I read an article last year where the guy took bacon and some line and just threw that out. He said he would then wait about 1/2 and hour and pull it in slowly and the crayfish would be hanging on.

I tried it and got one. I will make a few traps and see how they work.

Thank you


----------



## Jim (Apr 17, 2007)

I am going to try it myself! I just need to find a good stream to try this out on!


----------



## Anonymous (Apr 17, 2007)

I have done the bacon thing. Toss out a line but you have to reel it slow. They wont let go even after you pull them out of the water.


----------



## Captain Ahab (May 8, 2007)

Made two crayfish traps and put them out yesterday. Checked this morning and one was empty, the other was loaded with 4-5" tadpoles, perfect Bass Bait!


----------



## Jim (May 8, 2007)

esquired said:


> Made two crayfish traps and put them out yesterday. Checked this morning and one was empty, the other was loaded with 4-5" tadpoles, perfect Bass Bait!



Esquired,
You made the traps that Bryce made above? If so.....AWESOME!

You can make a million of these and who cares if someone steals them.

Im going to post this on another forum.....I know horrible, but so what LOL!


----------



## Anonymous (May 9, 2007)

sometimes I will cut the top of the bottle off a little more so bigger stuff can get in. I have cought minnows in them before too.


----------



## Captain Ahab (May 9, 2007)

I made traps using the Bryce concept but had to make a few modifications. 

1st, since I do not drink soda, I did not have any 2 liter soda bottles handy. I took a similar sized plastic jug (formerly used to hold dog treats) and cut the end off. 
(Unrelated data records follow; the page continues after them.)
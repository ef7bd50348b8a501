//! Database schema constants.
//!
//! All SQL schema definitions for the PostgreSQL backend: versioned bandit
//! state, hybrid router state, and the append-only audit tables for queries,
//! decisions, responses and feedback.

/// Versioned per-policy bandit state, written under optimistic locking.
pub const CREATE_BANDIT_STATES_TABLE: &str = r#"
CREATE TABLE IF NOT EXISTS bandit_states (
    router_id VARCHAR(255) NOT NULL,
    key VARCHAR(255) NOT NULL,
    version INTEGER NOT NULL,
    payload BYTEA NOT NULL,
    updated_at TIMESTAMPTZ NOT NULL DEFAULT NOW(),
    PRIMARY KEY (router_id, key)
)
"#;

/// Versioned hybrid router state (both phases plus transfer bookkeeping).
pub const CREATE_HYBRID_ROUTER_STATES_TABLE: &str = r#"
CREATE TABLE IF NOT EXISTS hybrid_router_states (
    router_id VARCHAR(255) PRIMARY KEY,
    version INTEGER NOT NULL,
    payload BYTEA NOT NULL,
    updated_at TIMESTAMPTZ NOT NULL DEFAULT NOW()
)
"#;

/// Append-only query audit.
pub const CREATE_QUERIES_TABLE: &str = r#"
CREATE TABLE IF NOT EXISTS queries (
    id VARCHAR(64) PRIMARY KEY,
    text TEXT NOT NULL,
    user_id VARCHAR(255),
    constraints JSONB,
    created_at TIMESTAMPTZ NOT NULL
)
"#;

/// Append-only routing decision audit.
pub const CREATE_ROUTING_DECISIONS_TABLE: &str = r#"
CREATE TABLE IF NOT EXISTS routing_decisions (
    id VARCHAR(64) PRIMARY KEY,
    query_id VARCHAR(64) NOT NULL,
    selected_model VARCHAR(255) NOT NULL,
    fallback_chain JSONB NOT NULL,
    confidence DOUBLE PRECISION NOT NULL,
    features JSONB NOT NULL,
    reasoning TEXT NOT NULL,
    phase VARCHAR(32),
    created_at TIMESTAMPTZ NOT NULL
)
"#;

/// Append-only response audit.
pub const CREATE_RESPONSES_TABLE: &str = r#"
CREATE TABLE IF NOT EXISTS responses (
    id VARCHAR(64) PRIMARY KEY,
    query_id VARCHAR(64) NOT NULL,
    model VARCHAR(255) NOT NULL,
    text TEXT NOT NULL,
    cost DOUBLE PRECISION NOT NULL,
    latency DOUBLE PRECISION NOT NULL,
    tokens INTEGER NOT NULL,
    created_at TIMESTAMPTZ NOT NULL
)
"#;

/// Append-only feedback audit.
pub const CREATE_FEEDBACK_TABLE: &str = r#"
CREATE TABLE IF NOT EXISTS feedback (
    id VARCHAR(64) PRIMARY KEY,
    response_id VARCHAR(64) NOT NULL,
    quality_score DOUBLE PRECISION NOT NULL,
    user_rating INTEGER,
    met_expectations BOOLEAN NOT NULL,
    comments TEXT,
    created_at TIMESTAMPTZ NOT NULL
)
"#;

/// All required indexes.
pub const CREATE_INDEXES: &str = r#"
CREATE INDEX IF NOT EXISTS idx_routing_decisions_query_id ON routing_decisions(query_id);
CREATE INDEX IF NOT EXISTS idx_responses_query_id ON responses(query_id);
CREATE INDEX IF NOT EXISTS idx_responses_model ON responses(model);
CREATE INDEX IF NOT EXISTS idx_feedback_response_id ON feedback(response_id);
CREATE INDEX IF NOT EXISTS idx_queries_created_at ON queries(created_at);
CREATE INDEX IF NOT EXISTS idx_bandit_states_updated_at ON bandit_states(updated_at)
"#;

/// Returns all schema creation statements in dependency order.
pub fn all_schema_statements() -> Vec<&'static str> {
    vec![
        CREATE_BANDIT_STATES_TABLE,
        CREATE_HYBRID_ROUTER_STATES_TABLE,
        CREATE_QUERIES_TABLE,
        CREATE_ROUTING_DECISIONS_TABLE,
        CREATE_RESPONSES_TABLE,
        CREATE_FEEDBACK_TABLE,
        CREATE_INDEXES,
    ]
}

/// Table names in the schema.
pub mod tables {
    /// Versioned bandit state table name.
    pub const BANDIT_STATES: &str = "bandit_states";
    /// Versioned hybrid router state table name.
    pub const HYBRID_ROUTER_STATES: &str = "hybrid_router_states";
    /// Query audit table name.
    pub const QUERIES: &str = "queries";
    /// Decision audit table name.
    pub const ROUTING_DECISIONS: &str = "routing_decisions";
    /// Response audit table name.
    pub const RESPONSES: &str = "responses";
    /// Feedback audit table name.
    pub const FEEDBACK: &str = "feedback";
}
I then took some aluminum window screen and formed a funnel with that cutting a small hole in the end. 

Finally, I screwed on the lid and used an old soldering iron to make a number of tiny holes so that my trap would sink without holding an air bubble. A few rocks and a scoop of dog food for bait and I "set" my traps.

One more thing, because the area where i set the traps might have a visitor or two, I used 80 lb mono line as the "pot line" so that it is almost invisible. I also placed the traps in the murky part of the water so they are not clearly visible. The best part is that they look like old trash that was washed in the stream.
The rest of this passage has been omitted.